§ TASK INPUT:
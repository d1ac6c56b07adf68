use crate::{
    biginteger::BigInteger256,
    bytes::FromBytes,
    fields::{Field, Fp256, Fp256Parameters, FpParameters, PrimeField, SquareRootField},
    rand::UniformRand,
};
use rand::SeedableRng;
use rand_xorshift::XorShiftRng;

pub(crate) const TEST_SEED: [u8; 16] = *b"gm-algebra-seed1";
pub(crate) const ITERATIONS: usize = 32;

pub(crate) fn field_laws<F: Field>() {
    let mut rng = XorShiftRng::from_seed(TEST_SEED);

    assert!(F::zero().is_zero());
    assert!(F::one().is_one());
    assert_eq!(F::one() + F::zero(), F::one());

    for _ in 0..ITERATIONS {
        let a = F::rand(&mut rng);
        let b = F::rand(&mut rng);
        let c = F::rand(&mut rng);

        // commutativity and associativity
        assert_eq!(a + b, b + a);
        assert_eq!(a * b, b * a);
        assert_eq!((a + b) + c, a + (b + c));
        assert_eq!((a * b) * c, a * (b * c));

        // distributivity
        assert_eq!(a * (b + c), a * b + a * c);

        // identities and negation
        assert_eq!(a + F::zero(), a);
        assert_eq!(a * F::one(), a);
        assert_eq!(a + (-a), F::zero());
        assert_eq!(a - b, a + (-b));

        // doubling and squaring agree with the ring operations
        assert_eq!(a.double(), a + a);
        assert_eq!(a.square(), a * a);

        // inversion
        if !a.is_zero() {
            assert_eq!(a * a.inverse().unwrap(), F::one());
            assert_eq!(a / a, F::one());
        }
    }
    assert!(F::zero().inverse().is_none());
}

pub(crate) fn field_serialization<F: Field>() {
    let mut rng = XorShiftRng::from_seed(TEST_SEED);
    for _ in 0..ITERATIONS {
        let a = F::rand(&mut rng);
        let bytes = crate::to_bytes![a].unwrap();
        let b = F::read(&bytes[..]).unwrap();
        assert_eq!(a, b);
    }
}

pub(crate) fn sqrt_roundtrip<F: SquareRootField>() {
    let mut rng = XorShiftRng::from_seed(TEST_SEED);
    assert_eq!(F::zero().sqrt(), Some(F::zero()));
    for _ in 0..ITERATIONS {
        let a = F::rand(&mut rng);
        let square = a.square();
        let root = square.sqrt().expect("squares have roots");
        assert!(root == a || root == -a);
    }
}

pub(crate) fn frobenius_is_pow_p<F: Field, B: AsRef<[u64]> + Copy>(modulus: B) {
    let mut rng = XorShiftRng::from_seed(TEST_SEED);
    for _ in 0..ITERATIONS / 4 {
        let a = F::rand(&mut rng);
        let mut b = a;
        for power in 0..4 {
            let mut c = a;
            c.frobenius_map(power);
            assert_eq!(b, c, "frobenius power {}", power);
            b = b.pow(modulus);
        }
    }
}

pub(crate) fn prime_field_bytes<F: PrimeField<BigInt = BigInteger256>>() {
    // big-endian, fixed width
    assert_eq!(F::size_in_bytes(), 32);
    let two = F::from(2u64);
    let bytes = crate::to_bytes![two].unwrap();
    assert_eq!(bytes[31], 2);
    assert!(bytes[..31].iter().all(|&b| b == 0));

    // wide reduction: 2^256 + 5 mod p
    let mut wide = vec![1u8];
    wide.extend_from_slice(&[0u8; 31]);
    wide.push(5);
    let expected = {
        // 2^256 mod p = (2^256 - p) + ... computed through the field itself
        let mut r = P256Pow2::<F>::two_to_256();
        r += F::from(5u64);
        r
    };
    assert_eq!(F::from_be_bytes_mod_order(&wide), expected);
}

// Helper computing 2^256 in the field by repeated doubling.
struct P256Pow2<F>(std::marker::PhantomData<F>);
impl<F: PrimeField> P256Pow2<F> {
    fn two_to_256() -> F {
        let mut r = F::one();
        for _ in 0..256 {
            r.double_in_place();
        }
        r
    }
}

/// A 256-bit prime with p = 1 (mod 8), exercising the Lucas-sequence branch
/// of the square root that the GM/T moduli never reach.
mod lucas {
    use super::*;

    pub type LucasFq = Fp256<LucasFqParameters>;

    pub struct LucasFqParameters;

    impl Fp256Parameters for LucasFqParameters {}
    impl FpParameters for LucasFqParameters {
        type BigInt = BigInteger256;

        /// MODULUS = 2^255 + 1073
        const MODULUS: BigInteger256 = BigInteger256([
            0x431,
            0x0,
            0x0,
            0x8000000000000000,
        ]);

        const MODULUS_BITS: u32 = 256;

        const REPR_SHAVE_BITS: u32 = 0;

        const R: BigInteger256 = BigInteger256([
            0xfffffffffffffbcf,
            0xffffffffffffffff,
            0xffffffffffffffff,
            0x7fffffffffffffff,
        ]);

        const R2: BigInteger256 = BigInteger256([
            0x464584,
            0x0,
            0x0,
            0x0,
        ]);

        const INV: u64 = 0xdbf951d5883b2b2f;

        const MODULUS_MINUS_ONE_DIV_TWO: BigInteger256 = BigInteger256([
            0x218,
            0x0,
            0x0,
            0x4000000000000000,
        ]);
    }

    #[test]
    fn modulus_is_one_mod_eight() {
        assert_eq!(LucasFqParameters::MODULUS.0[0] & 7, 1);
    }

    #[test]
    fn lucas_sqrt_of_known_square() {
        let x = LucasFq::from(0x1234567890abcdefu64);
        let square = x.square();
        let root = square.sqrt().expect("square has a root");
        assert!(root == x || root == -x);
    }

    #[test]
    fn lucas_sqrt_rejects_non_square() {
        // 7 is a quadratic non-residue of this modulus
        let x = LucasFq::from(7u64);
        assert!(x.legendre().is_qnr());
        assert!(x.sqrt().is_none());
    }

    #[test]
    fn lucas_field_laws() {
        field_laws::<LucasFq>();
        sqrt_roundtrip::<LucasFq>();
    }
}

#[test]
fn bit_iterator_is_msb_first() {
    let bits: Vec<bool> = crate::fields::BitIterator::new([0b101u64]).collect();
    assert_eq!(bits.len(), 64);
    assert!(!bits[60]);
    assert!(bits[61]);
    assert!(!bits[62]);
    assert!(bits[63]);
}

§ PROBLEM DETAILS: Could you return exactly the stretch of the data above that starts at the line with "assert!(x.sqrt().is_none());" and ends at the line with "let bits: Vec<bool>", both lines included?

§ RESULT OF THIS EXERCISE:
        assert!(x.sqrt().is_none());
    }

    #[test]
    fn lucas_field_laws() {
        field_laws::<LucasFq>();
        sqrt_roundtrip::<LucasFq>();
    }
}

#[test]
fn bit_iterator_is_msb_first() {
    let bits: Vec<bool> = crate::fields::BitIterator::new([0b101u64]).collect();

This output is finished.